> [STORED DATA]
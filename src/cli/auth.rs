use std::{sync::Arc, time::Duration};

use tokio::sync::Mutex;

use crate::{
    api::{AuthOutcome, CallbackState},
    config, error, info,
    server::start_api_server,
    success, warning,
};

use super::{context, fail, spinner};

/// Seconds the command waits for the browser redirect.
const AUTH_TIMEOUT_SECS: u64 = 120;

/// Connects the Spotify account.
///
/// Starts the local callback server, opens the authorization URL in the
/// browser and waits for the redirect to complete the code exchange.
pub async fn auth() {
    let ctx = context();
    let state = CallbackState::new(Arc::clone(&ctx.auth));

    let auth_url = match ctx.auth.build_authorization_url().await {
        Ok(url) => url,
        Err(e) => fail(e),
    };

    let server_state = state.clone();
    tokio::spawn(async move {
        let addr = config::server_addr();
        if let Err(e) = start_api_server(&addr, server_state).await {
            warning!("Callback server stopped: {}", e);
        }
    });

    if webbrowser::open(&auth_url).is_err() {
        warning!(
            "Failed to open browser. Please navigate to the following URL manually:\n{}",
            auth_url
        )
    } else {
        info!("Continue the authorization in your browser.");
    }

    let pb = spinner("Waiting for Spotify authorization...");
    let outcome = wait_for_outcome(Arc::clone(&state.outcome)).await;
    pb.finish_and_clear();

    match outcome {
        Some(Ok(())) => success!("Authentication successful!"),
        Some(Err(e)) => error!("Authentication failed: {}", e),
        None => error!("Authentication timed out."),
    }
}

/// Forgets stored tokens and any pending authorization.
pub async fn logout() {
    let ctx = context();
    if let Err(e) = ctx.auth.sign_out().await {
        fail(e);
    }
    success!("Disconnected Spotify account.");
}

async fn wait_for_outcome(outcome: Arc<Mutex<Option<AuthOutcome>>>) -> Option<AuthOutcome> {
    let max_wait = Duration::from_secs(AUTH_TIMEOUT_SECS);
    let start = std::time::Instant::now();

    while start.elapsed() < max_wait {
        if let Some(result) = outcome.lock().await.clone() {
            return Some(result);
        }
        tokio::time::sleep(Duration::from_millis(500)).await;
    }

    None
}
use clap::{
    CommandFactory, Parser, Subcommand,
    builder::{
        Styles,
        styling::{AnsiColor, Effects},
    },
};
use clap_complete::{Shell, generate};
use tracing_subscriber::EnvFilter;

use spotlog::{cli, config, error, types::PlayingType};

fn styles() -> Styles {
    Styles::styled()
        .header(AnsiColor::White.on_default() | Effects::BOLD)
        .usage(AnsiColor::White.on_default() | Effects::BOLD)
        .literal(AnsiColor::BrightBlue.on_default())
        .placeholder(AnsiColor::BrightGreen.on_default())
}

#[derive(Parser, Debug, Clone)]
#[clap(
  version = env!("CARGO_PKG_VERSION"),
  name=env!("CARGO_PKG_NAME"),
  bin_name=env!("CARGO_PKG_NAME"),
  about=env!("CARGO_PKG_DESCRIPTION"),
  styles=styles(),
)]
struct Cli {
    #[clap(subcommand)]
    command: Command,
}

#[derive(Subcommand, Debug, Clone)]
pub enum Command {
    /// Connect your Spotify account
    Auth,

    /// Forget the stored Spotify tokens
    Logout,

    /// Log the currently playing track or album into a note
    Log(LogOptions),

    /// List recently played tracks
    Recent,

    /// Search the Spotify catalogue
    Search(SearchOptions),

    /// Get shell completions
    Completions(CompletionsOption),
}

#[derive(Parser, Debug, Clone)]
pub struct LogOptions {
    /// Log the album of the track instead of the track itself
    #[clap(long)]
    pub album: bool,

    /// Log the n-th recently played track (see `recent`) instead of the current one
    #[clap(long, value_name = "N", value_parser = clap::value_parser!(u64).range(1..))]
    pub recent: Option<u64>,
}

#[derive(Parser, Debug, Clone)]
pub struct SearchOptions {
    /// Search terms
    #[clap(required = true, num_args = 1..)]
    pub query: Vec<String>,

    /// What to search for
    #[clap(long = "type", value_enum, default_value = "track")]
    pub kind: PlayingType,
}

#[derive(Parser, Debug, Clone)]
pub struct CompletionsOption {
    shell: Shell,
}

#[tokio::main]
async fn main() {
    if let Err(e) = config::load_env().await {
        error!("Cannot load environment. Err: {}", e);
    }

    tracing_subscriber::fmt()
        .with_env_filter(
            EnvFilter::try_from_default_env().unwrap_or_else(|_| EnvFilter::new("spotlog=warn")),
        )
        .with_writer(std::io::stderr)
        .init();

    let cli = Cli::parse();

    match cli.command {
        Command::Auth => cli::auth().await,
        Command::Logout => cli::logout().await,
        Command::Log(opt) => {
            let kind = if opt.album {
                PlayingType::Album
            } else {
                PlayingType::Track
            };
            cli::log(kind, opt.recent.map(|n| n as usize)).await
        }
        Command::Recent => cli::recent().await,
        Command::Search(opt) => cli::search(&opt.query.join(" "), opt.kind).await,
        Command::Completions(opt) => {
            let mut cmd = Cli::command_for_update();
            let name = cmd.get_name().to_string();
            generate(opt.shell, &mut cmd, name, &mut std::io::stdout())
        }
    }
}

> [EXERCISE] Lines in the data that hold "warning" are to be counted, and the number alone reported.

> [RESULT OF THE TASK] 3